This is an excerpt from Alex Heath SourcesA newsletter about artificial intelligence and the tech industry, distributed only to The Verge subscribers once a week.
Sam Altman has invited Mikhail Shapiro, an award-winning biomolecular engineer, to join the brain-computer interface startup Merge Labs, which he plans to announce soon with co-founder Alex Blania.
While Shapiro's official position is unclear, sources say he will be part of Merge's founding team and is positioned as a key leader in negotiations with investors. Those talks are ongoing, but Merge expects to raise hundreds of millions of dollars from OpenAI and other companies. Financial Times previously reported.
Shapiro's hiring is in many ways indicative of the technical direction Altman is taking with Merge. His engineering laboratory at Caltech has pioneered several advances in biomolecular technologies, with a particular focus on noninvasive neural imaging and monitoring techniques.

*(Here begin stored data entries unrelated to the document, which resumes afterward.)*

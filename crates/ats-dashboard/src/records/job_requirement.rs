//! Job requirements are reference data: they are loaded and displayed, never written.
//!
//! No column set is declared for this table, so it is held as a
//! [`ReferenceTable`](crate::table::ReferenceTable) of string cells.

/// Object name of the job requirements table under the storage root.
pub const JOB_REQUIREMENTS_RESOURCE: &str = "job_requirements.csv";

He particularly focused on using ultrasound to interact with the human brain without the need for open-skull surgery such as Neuralink.
He has also done extensive work in gene therapy to make cells visible to ultrasound, confirming earlier discoveries. Bloomberg Merge is reportedly considering this approach for its first product. Neither Shapiro nor a representative for Altman and Blania could be reached for comment.
During recent conversationShapiro talked about how sound waves and magnetic fields can be used to create a brain-computer interface. Instead of sticking electrodes into brain tissue, he says, “it's easier to put genes into the cells” that modify them to respond to ultrasound. He said he was on a “mission to develop ways to interact with neurons in the brain and cells in other parts of the body that are less invasive.”
Altman also recently stated that he doesn't like Neuralink's invasive approach. IN press dinner in August which I attendedhe said he “definitely wouldn't plant something in my brain” that would kill neurons the way the Neuralink interface does. “I would like to be able to think about something and have ChatGPT respond,” he said. “Maybe I need read-only mode. That seems like a reasonable thing to do.”
When Merge Labs is announced in the coming weeks, I expect Altman to be chairman, but not play a day-to-day role like he does with co-founder Blania at their other company. Eyeball scanning startup called Tools for Humanity. “A popular topic in Silicon Valley is talk about what year humans and machines will merge (or, if not, what year humans will be surpassed by rapidly improving AI or genetically enhanced species),” Altman wrote in 2017. “Most assumptions seem to be between 2025 and 2075.”